Moreover, it is quite difficult to estimate these model parameters efficiently in the
presence of adverse environmental noises. Therefore, the main focus of this thesis is to
develop single channel speech enhancement algorithms using Kalman filter, where the
model parameters are estimated in noisy conditions. Depending on these parameter
estimation techniques, the proposed SE methods are classified into three approaches
based on non-iterative, iterative, and sub-band iterative KF.
In the first approach, a non-iterative Kalman filter based speech enhancement
algorithm is presented, which operates on a frame-by-frame basis. In this proposed
method, the state-space model parameters, namely, the LPCs and noise variance, are
estimated first in noisy conditions. For LPC estimation, a combined speech smoothing
and autocorrelation method is employed. A new method based on a lower-order
truncated Taylor series approximation of the noisy speech along with a difference
operation serving as high-pass filtering is introduced for the noise variance estimation.
The non-iterative Kalman filter is then implemented with these estimated parameters
effectively.
In order to enhance the SE performance as well as parameter estimation accuracy
in noisy conditions, an iterative Kalman filter based single channel SE method is
proposed as the second approach, which also operates on a frame-by-frame basis.
For each frame, the state-space model parameters of the KF are estimated through
an iterative procedure.

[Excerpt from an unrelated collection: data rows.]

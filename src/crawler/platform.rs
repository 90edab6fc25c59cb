//! Naver Blog listing crawler
//!
//! Naver blogs publish a paginated title listing that is almost, but not
//! quite, JSON: titles are percent-encoded and HTML-escaped, and the payload
//! carries backslash escapes JSON does not allow. This module handles:
//! - Building listing and post URLs for a blog id
//! - Sanitizing and parsing listing payloads
//! - Walking the listing page by page, politely and sequentially

use crate::config::PlatformConfig;
use crate::crawler::extractor::decode_entities;
use crate::crawler::fetcher::Fetcher;
use crate::crawler::scheduler::CancelFlag;
use crate::output::ExtractedTitle;
use serde::Deserialize;
use std::collections::HashSet;
use std::time::Duration;
use thiserror::Error;
use url::Url;

/// A listing payload that could not be parsed
#[derive(Debug, Error)]
pub enum PayloadError {
    #[error("Listing payload is not valid JSON: {0}")]
    Json(#[from] serde_json::Error),
}

/// A JSON value the listing sends either quoted or bare
#[derive(Debug, Clone, PartialEq, Deserialize)]
#[serde(untagged)]
pub enum Scalar {
    Text(String),
    Number(serde_json::Number),
}

impl Scalar {
    /// The value as trimmed text
    pub fn into_text(self) -> String {
        match self {
            Self::Text(s) => s.trim().to_string(),
            Self::Number(n) => n.to_string(),
        }
    }

    /// The value as a non-negative count, if it is one
    pub fn as_count(&self) -> Option<u64> {
        match self {
            Self::Text(s) => s.trim().parse().ok(),
            Self::Number(n) => n.as_u64(),
        }
    }
}

/// One page of the title listing
#[derive(Debug, Default, Deserialize)]
#[serde(rename_all = "camelCase")]
pub struct ListingPage {
    #[serde(default)]
    pub post_list: Option<Vec<ListingEntry>>,

    #[serde(default)]
    pub total_count: Option<Scalar>,
}

/// One post in a listing page
#[derive(Debug, Clone, Default, Deserialize)]
#[serde(rename_all = "camelCase")]
pub struct ListingEntry {
    #[serde(default)]
    pub log_no: Option<Scalar>,

    /// Percent-encoded, HTML-escaped title
    #[serde(default)]
    pub title: Option<String>,

    #[serde(default)]
    pub add_date: Option<Scalar>,
}

/// What a platform crawl produced
#[derive(Debug, Clone)]
pub struct PlatformHarvest {
    pub blog_id: String,

    /// Platform-reported post count, or the number of titles when the
    /// platform did not report one
    pub total_count: u64,

    pub titles: Vec<ExtractedTitle>,

    pub pages_fetched: u32,
}

/// Makes a listing payload parseable as JSON
///
/// `\'` becomes `'`, and any backslash that does not start a valid JSON
/// escape (`\" \\ \/ \b \f \n \r \t \u`) is dropped. An escaped backslash is
/// kept as a pair.
///
/// # Example
///
/// ```
/// use blogdex_crawl::crawler::sanitize_payload;
///
/// assert_eq!(sanitize_payload(r#"{"title":"It\'s \q"}"#), r#"{"title":"It's q"}"#);
/// ```
pub fn sanitize_payload(raw: &str) -> String {
    let mut out = String::with_capacity(raw.len());
    let mut chars = raw.chars().peekable();

    while let Some(c) = chars.next() {
        if c != '\\' {
            out.push(c);
            continue;
        }

        match chars.peek().copied() {
            Some('\\') => {
                out.push_str("\\\\");
                chars.next();
            }
            Some('\'') => {
                out.push('\'');
                chars.next();
            }
            Some('"' | '/' | 'b' | 'f' | 'n' | 'r' | 't' | 'u') => out.push('\\'),
            _ => {}
        }
    }

    out
}

/// Parses a listing payload after sanitizing it
pub fn parse_listing(raw: &str) -> Result<ListingPage, PayloadError> {
    Ok(serde_json::from_str(&sanitize_payload(raw))?)
}

/// Decodes a listing title
///
/// `+` is read as a space, percent escapes are decoded (invalid UTF-8 is
/// replaced, not rejected), then the fixed entity set is un-escaped and the
/// result trimmed.
pub fn decode_title(encoded: &str) -> String {
    let spaced = encoded.replace('+', " ");
    let bytes = urlencoding::decode_binary(spaced.as_bytes());
    let text = String::from_utf8_lossy(&bytes);
    decode_entities(&text).trim().to_string()
}

/// Extracts the blog id from a blog URL
///
/// The id is the first path segment (`/someone/223...`), or the `blogId`
/// query parameter for page-style URLs such as `/PostList.naver?blogId=someone`.
pub fn extract_blog_id(url: &Url) -> Option<String> {
    let first = url
        .path_segments()
        .and_then(|mut segments| segments.next())
        .filter(|segment| !segment.is_empty());

    match first {
        Some(segment) if !segment.to_lowercase().ends_with(".naver") => Some(segment.to_string()),
        _ => url
            .query_pairs()
            .find(|(key, _)| key.eq_ignore_ascii_case("blogId"))
            .map(|(_, value)| value.trim().to_string())
            .filter(|value| !value.is_empty()),
    }
}

/// Sequential crawler for the listing API
#[derive(Debug, Clone)]
pub struct PlatformCrawler {
    fetcher: Fetcher,
    config: PlatformConfig,
    min_title_length: usize,
    cancel: CancelFlag,
}

impl PlatformCrawler {
    /// Creates a crawler
    ///
    /// The given fetcher's client is reused with the platform timeout.
    pub fn new(
        fetcher: &Fetcher,
        config: &PlatformConfig,
        min_title_length: usize,
        cancel: CancelFlag,
    ) -> Self {
        Self {
            fetcher: fetcher.with_timeout(Duration::from_secs(config.fetch_timeout_secs)),
            config: config.clone(),
            min_title_length,
            cancel,
        }
    }

    fn api_base(&self) -> &str {
        self.config.api_base.trim_end_matches('/')
    }

    /// URL of one listing page
    pub fn listing_url(&self, blog_id: &str, page: u32, page_size: u32) -> String {
        format!(
            "{}/PostTitleListAsync.naver?blogId={}&currentPage={}&countPerPage={}",
            self.api_base(),
            urlencoding::encode(blog_id),
            page,
            page_size
        )
    }

    /// Public URL of one post
    pub fn post_url(&self, blog_id: &str, log_no: &str) -> String {
        format!("{}/{}/{}", self.api_base(), blog_id, log_no)
    }

    /// Front page of a blog; also sent as the listing `Referer`
    pub fn blog_url(&self, blog_id: &str) -> String {
        format!("{}/{}", self.api_base(), blog_id)
    }

    /// Fetches and parses one listing page
    ///
    /// Returns `None` on any fetch or parse failure; the caller stops there.
    async fn fetch_page(&self, blog_id: &str, page: u32, page_size: u32) -> Option<ListingPage> {
        let url = self.listing_url(blog_id, page, page_size);
        let referer = self.blog_url(blog_id);

        let body = match self.fetcher.fetch_with_referer(&url, Some(&referer)).await {
            Ok(body) => body,
            Err(e) => {
                tracing::info!("Listing page {} unavailable: {}", page, e);
                return None;
            }
        };

        match parse_listing(&body) {
            Ok(listing) => Some(listing),
            Err(e) => {
                tracing::warn!("Listing page {} for {} unparseable: {}", page, blog_id, e);
                None
            }
        }
    }

    /// Reads the platform-reported post total from a one-entry page
    pub async fn fetch_total_count(&self, blog_id: &str) -> Option<u64> {
        self.fetch_page(blog_id, 1, 1)
            .await?
            .total_count
            .and_then(|count| count.as_count())
    }

    /// Walks the listing until `max_items` titles, an empty page, a failure,
    /// the page ceiling, or cancellation
    pub async fn crawl(&self, blog_id: &str, max_items: usize) -> PlatformHarvest {
        let reported_total = self.fetch_total_count(blog_id).await;
        match reported_total {
            Some(total) => tracing::info!("Blog {} reports {} post(s)", blog_id, total),
            None => tracing::info!("Blog {} did not report a post total", blog_id),
        }

        let mut titles: Vec<ExtractedTitle> = Vec::new();
        let mut seen: HashSet<String> = HashSet::new();
        let mut pages_fetched = 0u32;
        let page_delay = Duration::from_millis(self.config.page_delay_ms);

        for page in 1..=self.config.max_pages {
            if titles.len() >= max_items {
                break;
            }
            if self.cancel.is_cancelled() {
                tracing::info!("Listing crawl cancelled after {} page(s)", pages_fetched);
                break;
            }
            if page > 1 && !page_delay.is_zero() {
                tokio::time::sleep(page_delay).await;
            }

            let Some(listing) = self.fetch_page(blog_id, page, self.config.page_size).await else {
                break;
            };
            pages_fetched += 1;

            let entries = listing.post_list.unwrap_or_default();
            if entries.is_empty() {
                tracing::debug!("Listing page {} is empty, stopping", page);
                break;
            }

            for entry in entries {
                if titles.len() >= max_items {
                    break;
                }

                let Some(log_no) = entry
                    .log_no
                    .map(Scalar::into_text)
                    .filter(|log_no| !log_no.is_empty())
                else {
                    continue;
                };

                let title = decode_title(entry.title.as_deref().unwrap_or_default());
                if title.is_empty() || title.chars().count() < self.min_title_length {
                    continue;
                }
                if !seen.insert(log_no.clone()) {
                    continue;
                }

                titles.push(ExtractedTitle {
                    sequence: titles.len() + 1,
                    title,
                    url: self.post_url(blog_id, &log_no),
                    published: entry
                        .add_date
                        .map(Scalar::into_text)
                        .filter(|date| !date.is_empty()),
                });
            }

            tracing::debug!("Listing page {}: {} title(s) so far", page, titles.len());
        }

        tracing::info!(
            "Listing crawl for {} collected {} title(s) from {} page(s)",
            blog_id,
            titles.len(),
            pages_fetched
        );

        PlatformHarvest {
            blog_id: blog_id.to_string(),
            total_count: reported_total.unwrap_or(titles.len() as u64),
            titles,
            pages_fetched,
        }
    }
}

The Kalman filtering iteration is first applied to each noisy
speech frame, reducing the noise component to a certain degree. At the end of this
first iteration, the LPCs and other state-space model parameters are re-estimated
using the processed speech frame and the Kalman filtering is repeated for the same
processed frame. This iteration continues till the KF converges or a maximum number
of iterations is reached, giving further enhanced speech frame. The same procedure
will repeat for the following frames until the last noisy speech frame being processed.
For further improving the speech enhancement performance, a sub-band iterative
Kalman filter based SE method is also proposed as the third approach. A wavelet
filter-bank is first used to decompose the noisy speech into a number of sub-bands.
To achieve the best trade-off among the noise reduction, speech intelligibility and
computational complexity, a partial reconstruction scheme based on consecutive mean
squared error (CMSE) is proposed to synthesize the low-frequency (LF) and highfrequency (HF) sub-bands such that the iterative KF is employed only to the partially
reconstructed HF sub-band speech. Finally, the enhanced HF sub-band speech is
combined with the partially reconstructed LF sub-band speech to reconstruct the
full-band enhanced speech.
Experimental results have shown that the proposed KF based SE methods are
capable of reducing adverse environmental noises for a wide range of input SNRs,
and the overall performance of the proposed methods in terms of different evaluation
metrics is superior to some existing state-of-the art SE methods
- …